I’ve lost two Z axis switches in about 8 months. No issues with the axis’. At some point I’m going buy 3 or 4 and keep a few spares on hand.
Does the carbide limit switches have a probing capability, I have a S3 purchased prior to them coming with the switches, I like to know wich are better carbides our Andrews? any Idea’s?
Probing and Limit Switches are TWO different things. There is a set of pins on you GRBL board called Probe . Connect a wire to each pin that, BAM, you have a probe. It’s really that easy.
This is an old ver board, but they are all very similar (regarding the Probe pins)
I know this is an old topic, but these are the worst limit switches ever. It seems if I don’t use my machine for a month or two they break right off when I fire it up – yes they have literally broken during a homing process. I’ve gone through several, all on the Z Axis, over the two years I’ve had the machine and I treat them very gently. Add to that they are $6+ a pop, plus shipping.
[by “break right off” I mean “right when I start a job”, not as in “off” the machine]
A limit switch is pretty basic, and usually repeatable thousands of times. When you say break right off do you mean electronic failure?
If that doesn’t help, contact firstname.lastname@example.org and we’ll try to work out what’s causing this — it’s not a common problem/occurrence.
Yes, I agree, it’s a switch and should not be that complicated or fragile. Electronic failure, as in the switch is stuck on. It seems to happen after the machine is not used for a few weeks. I had supposed it had gotten gummed up with small particles and during previous failures and I had tried fiddling with the switch for a few minutes (which according to the s.o. was actually hours) to see if I could un-stick it to no avail.
Yesterday, the events leading to my frustration, I was able to home the machine, start a job, stop it (to change feed rate). Then when I restarted to home it again, poop.

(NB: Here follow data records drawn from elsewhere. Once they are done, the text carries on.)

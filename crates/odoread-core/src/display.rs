//! Edit-view redisplay of recognized text.
//!
//! The result view shows every OCR line. Toggling the decimal mode only
//! re-punctuates the last line, and only when it is a plain number.

use odoread_protocol::DecimalFormatMode;

use crate::normalize::apply_mode;

/// Split edited text into lines, accepting `\n` and `\r\n`.
pub fn split_lines(text: &str) -> Vec<String> {
    text.split('\n')
        .map(|line| line.strip_suffix('\r').unwrap_or(line).to_string())
        .collect()
}

pub fn join_lines(lines: &[String]) -> String {
    lines.join("\n")
}

/// Digits of a line once its separators are removed, if that is all it holds.
fn separator_free_digits(line: &str) -> Option<String> {
    let digits: String = line
        .trim()
        .chars()
        .filter(|c| *c != '.' && *c != ',')
        .collect();
    if !digits.is_empty() && digits.bytes().all(|b| b.is_ascii_digit()) {
        Some(digits)
    } else {
        None
    }
}

/// Re-punctuate the last line for `mode`, leaving other lines untouched.
///
/// Separators already on the line are dropped first when inserting a point.
/// Switching back to [`DecimalFormatMode::None`] only removes a point; a line
/// without one is kept as written.
pub fn redisplay(lines: &[String], mode: DecimalFormatMode) -> Vec<String> {
    let mut out = lines.to_vec();
    if let Some(last) = out.last_mut() {
        if mode == DecimalFormatMode::None {
            if let Some(digits) = point_free_digits(last) {
                *last = digits;
            }
        } else if let Some(digits) = separator_free_digits(last) {
            *last = apply_mode(&digits, mode);
        }
    }
    out
}

/// Digits of a punctuated line once its `.` is removed.
fn point_free_digits(line: &str) -> Option<String> {
    let line = line.trim();
    if !line.contains('.') {
        return None;
    }
    let digits: String = line.chars().filter(|c| *c != '.').collect();
    if !digits.is_empty() && digits.bytes().all(|b| b.is_ascii_digit()) {
        Some(digits)
    } else {
        None
    }
}
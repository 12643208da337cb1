//! Crop geometry for the region of interest in a captured frame.
//!
//! The preview shows a capture border centred in an assumed 4:3 UI
//! rectangle. This module maps that border from UI space back onto the
//! original frame so OCR only sees the odometer.

use odoread_protocol::{CropRect, Orientation, ViewportDimensions};

/// Default shrink factor applied to the capture border.
pub const DEFAULT_SCALE_ADJUSTMENT: f64 = 0.98;

/// Compute the crop rectangle for a frame of `image_width` x `image_height`.
///
/// `scale_adjustment` shrinks the rectangle to keep border artifacts out and
/// should lie in (0, 1]. Degenerate inputs (non-positive viewport, zero-sized
/// image, non-positive scale) produce a zero-area rectangle; callers check
/// [`CropRect::is_empty`] before cropping. Never panics.
pub fn compute_crop_rect(
    image_width: u32,
    image_height: u32,
    viewport: ViewportDimensions,
    scale_adjustment: f64,
) -> CropRect {
    if !viewport.is_positive()
        || image_width == 0
        || image_height == 0
        || !scale_adjustment.is_finite()
        || scale_adjustment <= 0.0
    {
        return CropRect::empty();
    }

    let orientation = Orientation::of_image(image_width, image_height);
    let anchor = viewport.width;

    let (ui_width, ui_height, rect_width, rect_height) = match orientation {
        Orientation::Normal => {
            let ui_width = anchor;
            let ui_height = anchor * 3.0 / 4.0;
            (
                ui_width,
                ui_height,
                ui_height * scale_adjustment,
                (ui_width / 2.0) * scale_adjustment,
            )
        }
        Orientation::Inverse => {
            let ui_height = anchor;
            let ui_width = anchor * 3.0 / 4.0;
            (
                ui_width,
                ui_height,
                (ui_height / 2.0) * scale_adjustment,
                ui_width * scale_adjustment,
            )
        }
    };

    let rect_x = (ui_width - rect_width) / 2.0;
    let rect_y = (ui_height - rect_height) / 2.0;

    let scale_x = f64::from(image_width) / ui_width;
    let scale_y = f64::from(image_height) / ui_height;

    // `as` truncates toward zero and saturates, NaN becomes 0.
    let crop_x = ((rect_x * scale_x) as i64).max(0);
    let crop_y = ((rect_y * scale_y) as i64).max(0);
    let crop_width = (rect_width * scale_x) as i64;
    let crop_height = (rect_height * scale_y) as i64;

    let (x, width) = clamp_span(crop_x, crop_width, image_width);
    let (y, height) = clamp_span(crop_y, crop_height, image_height);

    CropRect::new(x, y, width, height)
}

/// Clamp an origin/length pair so it stays within `0..=extent`.
fn clamp_span(origin: i64, length: i64, extent: u32) -> (u32, u32) {
    let extent = i64::from(extent);
    let origin = origin.clamp(0, extent);
    let length = length.clamp(0, extent - origin);
    // Both values are within 0..=u32::MAX after clamping.
    (origin as u32, length as u32)
}
//! UI state persistence configuration

/// Path for saving/loading application UI state
pub const APP_STATE_PATH: &str = "app_state.json";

I checked my order history (thank you amazon) and this is the third z-limit switch this has happened to. I was willing to accept one as my fault, one as a bad part, but at three, I’m suspicious.
I checked the troubleshooting guide and believe I’ve got (well not at the moment) the switch installed correctly.
I’m now playing the waiting game for the replacement from mouser to arrive. I ordered five. Hoping perhaps their quality is somehow different from the ones I got on Amazon.
You could move to electronic - non touch switches like I did?
Reed switches or hall-effect switches? Link?
Excellent, thank you!
As the machine is in repair-state, I have more time for “research” and something like this might be just the ticket.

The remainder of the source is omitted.